◆ **Problem to solve**
Which lines of the records contain "AppController"? Collect every one of them.

START Source data

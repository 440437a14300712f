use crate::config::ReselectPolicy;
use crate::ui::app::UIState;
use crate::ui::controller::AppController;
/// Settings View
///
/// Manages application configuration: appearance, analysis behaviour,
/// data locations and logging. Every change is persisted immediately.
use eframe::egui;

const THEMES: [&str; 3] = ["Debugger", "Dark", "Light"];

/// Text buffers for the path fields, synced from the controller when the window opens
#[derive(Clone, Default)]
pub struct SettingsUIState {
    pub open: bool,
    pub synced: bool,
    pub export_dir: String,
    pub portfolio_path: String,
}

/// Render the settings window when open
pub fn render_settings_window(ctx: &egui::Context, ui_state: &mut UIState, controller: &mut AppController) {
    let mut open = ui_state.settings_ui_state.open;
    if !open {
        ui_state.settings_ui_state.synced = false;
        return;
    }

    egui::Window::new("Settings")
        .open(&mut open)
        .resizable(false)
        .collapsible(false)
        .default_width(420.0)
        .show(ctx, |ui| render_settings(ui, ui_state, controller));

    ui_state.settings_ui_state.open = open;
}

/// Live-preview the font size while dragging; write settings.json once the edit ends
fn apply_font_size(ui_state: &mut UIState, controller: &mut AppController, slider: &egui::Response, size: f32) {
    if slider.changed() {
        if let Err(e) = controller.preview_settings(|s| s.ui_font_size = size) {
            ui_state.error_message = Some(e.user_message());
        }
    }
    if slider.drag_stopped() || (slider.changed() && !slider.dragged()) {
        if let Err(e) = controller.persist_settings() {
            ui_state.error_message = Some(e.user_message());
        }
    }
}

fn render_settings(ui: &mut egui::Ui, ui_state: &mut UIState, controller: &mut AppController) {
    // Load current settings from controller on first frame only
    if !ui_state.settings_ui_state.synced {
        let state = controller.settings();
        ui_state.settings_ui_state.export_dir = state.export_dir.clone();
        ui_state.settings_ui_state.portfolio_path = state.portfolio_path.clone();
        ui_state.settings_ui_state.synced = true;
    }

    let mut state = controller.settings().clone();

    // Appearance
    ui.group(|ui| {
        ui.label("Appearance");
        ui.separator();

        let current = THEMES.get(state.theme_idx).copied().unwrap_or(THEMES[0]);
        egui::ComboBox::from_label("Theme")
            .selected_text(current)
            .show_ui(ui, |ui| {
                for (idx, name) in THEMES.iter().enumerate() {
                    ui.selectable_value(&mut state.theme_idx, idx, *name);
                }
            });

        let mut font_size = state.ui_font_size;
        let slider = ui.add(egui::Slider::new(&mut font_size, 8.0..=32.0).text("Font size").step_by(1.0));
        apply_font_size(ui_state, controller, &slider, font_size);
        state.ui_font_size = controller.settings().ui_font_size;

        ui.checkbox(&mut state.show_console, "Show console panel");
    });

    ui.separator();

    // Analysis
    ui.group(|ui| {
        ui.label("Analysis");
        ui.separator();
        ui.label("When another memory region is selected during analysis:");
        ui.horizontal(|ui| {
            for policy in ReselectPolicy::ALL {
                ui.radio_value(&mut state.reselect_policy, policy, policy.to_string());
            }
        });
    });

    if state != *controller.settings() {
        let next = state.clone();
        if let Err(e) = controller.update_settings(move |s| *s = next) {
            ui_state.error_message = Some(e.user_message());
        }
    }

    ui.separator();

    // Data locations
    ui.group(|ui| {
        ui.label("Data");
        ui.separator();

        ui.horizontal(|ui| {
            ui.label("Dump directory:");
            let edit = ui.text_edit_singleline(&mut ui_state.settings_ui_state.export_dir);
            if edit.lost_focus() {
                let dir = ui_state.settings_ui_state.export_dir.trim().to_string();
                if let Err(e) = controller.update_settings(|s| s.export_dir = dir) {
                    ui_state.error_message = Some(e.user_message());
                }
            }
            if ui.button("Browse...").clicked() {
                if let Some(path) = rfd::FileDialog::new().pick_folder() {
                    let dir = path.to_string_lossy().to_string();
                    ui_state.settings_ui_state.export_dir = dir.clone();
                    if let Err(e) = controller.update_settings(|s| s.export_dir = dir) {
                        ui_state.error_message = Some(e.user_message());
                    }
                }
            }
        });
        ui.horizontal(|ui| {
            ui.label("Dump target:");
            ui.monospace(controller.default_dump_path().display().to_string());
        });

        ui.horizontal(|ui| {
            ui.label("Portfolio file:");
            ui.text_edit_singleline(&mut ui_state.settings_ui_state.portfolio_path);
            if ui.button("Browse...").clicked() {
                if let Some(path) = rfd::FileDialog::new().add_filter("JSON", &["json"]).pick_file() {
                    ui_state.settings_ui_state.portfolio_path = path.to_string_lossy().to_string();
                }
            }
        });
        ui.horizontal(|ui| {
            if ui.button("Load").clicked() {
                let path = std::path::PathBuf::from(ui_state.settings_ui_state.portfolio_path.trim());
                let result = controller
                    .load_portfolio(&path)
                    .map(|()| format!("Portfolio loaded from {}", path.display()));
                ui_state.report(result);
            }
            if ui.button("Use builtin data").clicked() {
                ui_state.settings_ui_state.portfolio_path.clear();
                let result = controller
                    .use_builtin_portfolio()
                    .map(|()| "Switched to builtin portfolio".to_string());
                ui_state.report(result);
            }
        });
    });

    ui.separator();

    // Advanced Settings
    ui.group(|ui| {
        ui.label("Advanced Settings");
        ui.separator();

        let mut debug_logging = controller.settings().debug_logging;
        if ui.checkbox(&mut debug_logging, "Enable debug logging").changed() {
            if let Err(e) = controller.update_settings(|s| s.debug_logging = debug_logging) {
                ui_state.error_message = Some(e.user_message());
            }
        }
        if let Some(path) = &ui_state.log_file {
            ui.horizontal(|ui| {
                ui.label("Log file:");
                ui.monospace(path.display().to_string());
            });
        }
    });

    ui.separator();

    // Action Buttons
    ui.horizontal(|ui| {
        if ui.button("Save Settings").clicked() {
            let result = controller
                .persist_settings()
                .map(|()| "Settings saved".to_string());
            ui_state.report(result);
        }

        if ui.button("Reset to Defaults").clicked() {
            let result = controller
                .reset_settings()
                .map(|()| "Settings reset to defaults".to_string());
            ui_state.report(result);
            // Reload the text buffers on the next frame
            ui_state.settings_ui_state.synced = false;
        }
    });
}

END Source data

◆ **Answer to the exercise**
use crate::ui::controller::AppController;
pub fn render_settings_window(ctx: &egui::Context, ui_state: &mut UIState, controller: &mut AppController) {
fn apply_font_size(ui_state: &mut UIState, controller: &mut AppController, slider: &egui::Response, size: f32) {
fn render_settings(ui: &mut egui::Ui, ui_state: &mut UIState, controller: &mut AppController) {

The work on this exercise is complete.